Pour mesurer l’influence de cette presse, on peut citer quelques tirages connus. Minute : 225.000 ; Le Charivari : 50.000 (mais le numéro spécial sur « les juifs » a tiré beaucoup plus) ; Aspects de la France : 40.000 ; Carrefour : 45.000 ; Ecrits de Paris : 30.000 ; La Nation Européenne : 15.000 ; Europe-Action (qui ne paraît plus depuis quelques mois) : 30.000 ; L’Europe Réelle : 30.000 ; Défense de l’Occident : 20.000 ; Fraternité Française : 30.000 ; Lectures Françaises : 10.000. Pourtant ces chiffres ne permettent pas d’apprécier pleinement la réalité.
Beaucoup d’autres feuilles, en effet plus ou moins importantes, plus ou moins récentes, se rattachent directement au même courant : L’Alliance (de Tixier-Vignancour), A.-F. Université, Les Cahiers Universitaires, Le Soleil, Jeune Révolution, Occident-Université, etc. D’autres journaux d’extrême-droite, en vue d’atteindre un milieu déterminé, évitent d’aborder l’ensemble des thèmes qui concourent à l’idéologie raciste, ou ne les traitent qu’épisodiquement. C’est le cas d’hebdomadaires comme Nouveaux Jours, Juvénal, La Nation Française (qui a suspendu récemment sa parution), L’Echo de la Presse (édité par la même société que Le Charivari), L’Esprit Public, ou de bulletins tels que celui des Amis de Robert Brasillach, des Amis de Charles Maurras, de l’Association pour la Défense du Maréchal Pétain, et de tout une série d’autres groupements d’inspiration semblable.
Les publications de Raymond Bourgine (Compagnie Française des Journaux) occupent une place à part. Cet ami – et sans doute mécène – de Tixier-Vignancour édite un mensuel : Le Spectacle du Monde (118.000 exemplaires), un hebdomadaire : Valeurs Actuelles (90.000) et, depuis peu, un quotidien : Le Nouveau Journal. L’hebdomadaire et le quotidien sont destinés aux milieux financiers et aux cadres. Le mensuel vise le grand public « apolitique » : d’où les efforts de bonne présentation et de camouflage accompli par les équipes rédactionnelles.
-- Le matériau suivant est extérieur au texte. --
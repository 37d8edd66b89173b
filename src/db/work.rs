//! Work and task persistence: atomic submission, lifecycle transitions,
//! derived work status.

use async_trait::async_trait;
use chrono::{DateTime, Utc};
use opentelemetry::KeyValue;
use sqlx::{Postgres, Transaction};
use uuid::Uuid;

use super::Db;
use crate::error::{Error, Result};
use crate::model::*;
use crate::store::JobStore;
use crate::telemetry::metrics;

const WORK_COLUMNS: &str =
    "id, filename, storage_path, status, max_tasks, output_path, error, created_at, updated_at";
const TASK_COLUMNS: &str =
    "id, work_id, payload, status, result_path, attempts, error, created_at, updated_at";

async fn insert_task(tx: &mut Transaction<'_, Postgres>, task: &Task) -> Result<()> {
    sqlx::query(
        "INSERT INTO tasks (id, work_id, payload, status, result_path, attempts, error, created_at, updated_at)
         VALUES ($1, $2, $3, $4, NULL, 0, NULL, $5, $5)",
    )
    .bind(task.id.0)
    .bind(task.work_id.0)
    .bind(&task.payload)
    .bind(task.status.to_string())
    .bind(task.created_at)
    .execute(&mut **tx)
    .await?;
    Ok(())
}

async fn lock_work(tx: &mut Transaction<'_, Postgres>, id: WorkId) -> Result<Work> {
    let row: Option<WorkRow> = sqlx::query_as(&format!(
        "SELECT {WORK_COLUMNS} FROM works WHERE id = $1 FOR UPDATE"
    ))
    .bind(id.0)
    .fetch_optional(&mut **tx)
    .await?;
    row.ok_or_else(|| Error::NotFound(format!("work {id}")))?
        .try_into_work()
}

async fn tasks_of(tx: &mut Transaction<'_, Postgres>, work_id: WorkId) -> Result<Vec<Task>> {
    let rows: Vec<TaskRow> = sqlx::query_as(&format!(
        "SELECT {TASK_COLUMNS} FROM tasks WHERE work_id = $1 ORDER BY created_at, id"
    ))
    .bind(work_id.0)
    .fetch_all(&mut **tx)
    .await?;
    rows.into_iter().map(TaskRow::try_into_task).collect()
}

/// Recompute a locked work's derived fields from its current tasks.
async fn rederive(tx: &mut Transaction<'_, Postgres>, mut work: Work) -> Result<Work> {
    let tasks = tasks_of(tx, work.id).await?;
    let before = work.status;
    if work.apply_derived(&tasks, Utc::now()) {
        sqlx::query(
            "UPDATE works SET status = $1, output_path = $2, error = $3, updated_at = $4 WHERE id = $5",
        )
        .bind(work.status.to_string())
        .bind(&work.output_path)
        .bind(&work.error)
        .bind(work.updated_at)
        .bind(work.id.0)
        .execute(&mut **tx)
        .await?;
        if before != work.status {
            metrics::work_status_changes().add(
                1,
                &[
                    KeyValue::new("from", before.to_string()),
                    KeyValue::new("to", work.status.to_string()),
                ],
            );
        }
    }
    Ok(work)
}

#[async_trait]
impl JobStore for Db {
    async fn create_submission(
        &self,
        work: NewWork,
        tasks: Vec<NewTask>,
    ) -> Result<(Work, Vec<Task>)> {
        if tasks.is_empty() {
            return Err(Error::Validation("a work needs at least one task".to_string()));
        }
        let now = Utc::now();
        let mut work = work.into_work(now);
        work.check_capacity(0, tasks.len())?;
        let tasks: Vec<Task> = tasks
            .into_iter()
            .map(|t| t.into_task(work.id, now))
            .collect();
        work.apply_derived(&tasks, now);

        let mut tx = self.pool().begin().await?;
        sqlx::query(
            "INSERT INTO works (id, filename, storage_path, status, max_tasks, output_path, error, created_at, updated_at)
             VALUES ($1, $2, $3, $4, $5, NULL, NULL, $6, $6)",
        )
        .bind(work.id.0)
        .bind(&work.filename)
        .bind(&work.storage_path)
        .bind(work.status.to_string())
        .bind(work.max_tasks.map(|n| n as i32))
        .bind(now)
        .execute(&mut *tx)
        .await?;

        for task in &tasks {
            insert_task(&mut tx, task).await?;
        }
        tx.commit().await?;

        Ok((work, tasks))
    }

    async fn attach_task(&self, work_id: WorkId, task: NewTask) -> Result<Task> {
        let mut tx = self.pool().begin().await?;
        // The row lock serializes concurrent attachments against the cap.
        let work = lock_work(&mut tx, work_id).await?;
        let (count,): (i64,) = sqlx::query_as("SELECT COUNT(*) FROM tasks WHERE work_id = $1")
            .bind(work_id.0)
            .fetch_one(&mut *tx)
            .await?;
        work.check_capacity(count as usize, 1)?;

        let task = task.into_task(work_id, Utc::now());
        insert_task(&mut tx, &task).await?;
        rederive(&mut tx, work).await?;
        tx.commit().await?;
        Ok(task)
    }

    async fn get_work(&self, id: WorkId) -> Result<Option<Work>> {
        let row: Option<WorkRow> =
            sqlx::query_as(&format!("SELECT {WORK_COLUMNS} FROM works WHERE id = $1"))
                .bind(id.0)
                .fetch_optional(self.pool())
                .await?;
        row.map(WorkRow::try_into_work).transpose()
    }

    async fn get_task(&self, id: TaskId) -> Result<Option<Task>> {
        let row: Option<TaskRow> =
            sqlx::query_as(&format!("SELECT {TASK_COLUMNS} FROM tasks WHERE id = $1"))
                .bind(id.0)
                .fetch_optional(self.pool())
                .await?;
        row.map(TaskRow::try_into_task).transpose()
    }

    async fn list_tasks(&self, work_id: WorkId) -> Result<Vec<Task>> {
        let rows: Vec<TaskRow> = sqlx::query_as(&format!(
            "SELECT {TASK_COLUMNS} FROM tasks WHERE work_id = $1 ORDER BY created_at, id"
        ))
        .bind(work_id.0)
        .fetch_all(self.pool())
        .await?;
        rows.into_iter().map(TaskRow::try_into_task).collect()
    }

    async fn list_works(&self, limit: i64) -> Result<Vec<Work>> {
        let rows: Vec<WorkRow> = sqlx::query_as(&format!(
            "SELECT {WORK_COLUMNS} FROM works ORDER BY created_at DESC LIMIT $1"
        ))
        .bind(limit)
        .fetch_all(self.pool())
        .await?;
        rows.into_iter().map(WorkRow::try_into_work).collect()
    }

    async fn transition_task(&self, id: TaskId, transition: TaskTransition) -> Result<Task> {
        let mut tx = self.pool().begin().await?;

        let owner: Option<(Uuid,)> = sqlx::query_as("SELECT work_id FROM tasks WHERE id = $1")
            .bind(id.0)
            .fetch_optional(&mut *tx)
            .await?;
        let (work_id,) = owner.ok_or_else(|| Error::NotFound(format!("task {id}")))?;
        // Lock order: work, then task.
        let work = lock_work(&mut tx, WorkId(work_id)).await?;

        let (current,): (String,) =
            sqlx::query_as("SELECT status FROM tasks WHERE id = $1 FOR UPDATE")
                .bind(id.0)
                .fetch_one(&mut *tx)
                .await?;
        let from: TaskStatus = current.parse()?;
        let to = transition.target();
        if !from.can_transition_to(to) {
            return Err(Error::InvalidTransition {
                from: from.to_string(),
                to: to.to_string(),
            });
        }

        let now = Utc::now();
        let row: TaskRow = match &transition {
            TaskTransition::Running => {
                sqlx::query_as(&format!(
                    "UPDATE tasks SET status = 'running', updated_at = $2
                     WHERE id = $1 RETURNING {TASK_COLUMNS}"
                ))
                .bind(id.0)
                .bind(now)
                .fetch_one(&mut *tx)
                .await?
            }
            TaskTransition::Completed { result_path } => {
                sqlx::query_as(&format!(
                    "UPDATE tasks SET status = 'completed', result_path = $2, updated_at = $3
                     WHERE id = $1 RETURNING {TASK_COLUMNS}"
                ))
                .bind(id.0)
                .bind(result_path)
                .bind(now)
                .fetch_one(&mut *tx)
                .await?
            }
            TaskTransition::Failed { error } => {
                sqlx::query_as(&format!(
                    "UPDATE tasks SET status = 'failed', error = $2, attempts = attempts + 1, updated_at = $3
                     WHERE id = $1 RETURNING {TASK_COLUMNS}"
                ))
                .bind(id.0)
                .bind(error)
                .bind(now)
                .fetch_one(&mut *tx)
                .await?
            }
        };

        rederive(&mut tx, work).await?;
        tx.commit().await?;

        metrics::task_state_transitions().add(
            1,
            &[
                KeyValue::new("from", from.to_string()),
                KeyValue::new("to", to.to_string()),
            ],
        );
        row.try_into_task()
    }

    async fn cancel_work(&self, id: WorkId) -> Result<Work> {
        let row: Option<WorkRow> = sqlx::query_as(&format!(
            "UPDATE works SET status = 'cancelled', updated_at = now()
             WHERE id = $1 RETURNING {WORK_COLUMNS}"
        ))
        .bind(id.0)
        .fetch_optional(self.pool())
        .await?;
        row.ok_or_else(|| Error::NotFound(format!("work {id}")))?
            .try_into_work()
    }

    async fn delete_work(&self, id: WorkId) -> Result<()> {
        let deleted = sqlx::query("DELETE FROM works WHERE id = $1")
            .bind(id.0)
            .execute(self.pool())
            .await?
            .rows_affected();
        if deleted == 0 {
            return Err(Error::NotFound(format!("work {id}")));
        }
        Ok(())
    }
}

/// Internal row type for sqlx::FromRow.
#[derive(sqlx::FromRow)]
struct WorkRow {
    id: Uuid,
    filename: String,
    storage_path: String,
    status: String,
    max_tasks: Option<i32>,
    output_path: Option<String>,
    error: Option<String>,
    created_at: DateTime<Utc>,
    updated_at: DateTime<Utc>,
}

impl WorkRow {
    fn try_into_work(self) -> Result<Work> {
        Ok(Work {
            id: WorkId(self.id),
            filename: self.filename,
            storage_path: self.storage_path,
            status: self.status.parse()?,
            max_tasks: self.max_tasks.map(|n| n.max(0) as u32),
            output_path: self.output_path,
            error: self.error,
            created_at: self.created_at,
            updated_at: self.updated_at,
        })
    }
}

#[derive(sqlx::FromRow)]
struct TaskRow {
    id: Uuid,
    work_id: Uuid,
    payload: serde_json::Value,
    status: String,
    result_path: Option<String>,
    attempts: i32,
    error: Option<String>,
    created_at: DateTime<Utc>,
    updated_at: DateTime<Utc>,
}

impl TaskRow {
    fn try_into_task(self) -> Result<Task> {
        Ok(Task {
            id: TaskId(self.id),
            work_id: WorkId(self.work_id),
            payload: self.payload,
            status: self.status.parse()?,
            result_path: self.result_path,
            attempts: self.attempts.max(0) as u32,
            error: self.error,
            created_at: self.created_at,
            updated_at: self.updated_at,
        })
    }
}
Au total, la presse d’extrême-droite occupe donc un registre assez différencié pour toucher des secteurs divers de l’opinion, mais assez homogène pour permettre la pénétration des thèmes qu’elle développe et favoriser en particulier les préjugés et les haines racistes. Sans craindre une être situé entre 700.000 et 800.000 exemplaires. Et comme les tirages les plus élevés sont ceux des hebdomadaires c’est de 2 millions et demi à 3 millions de périodiques de cette sorte qui sont diffusés chaque mois en France.
Ce qu’ils ont en commun
N’est-il pas abusif de réunir sous une même étiquette des journaux en apparence très divers, dont certains sont ouvertement racistes, et d’autres s’en défendent avec un semblant de sincérité ?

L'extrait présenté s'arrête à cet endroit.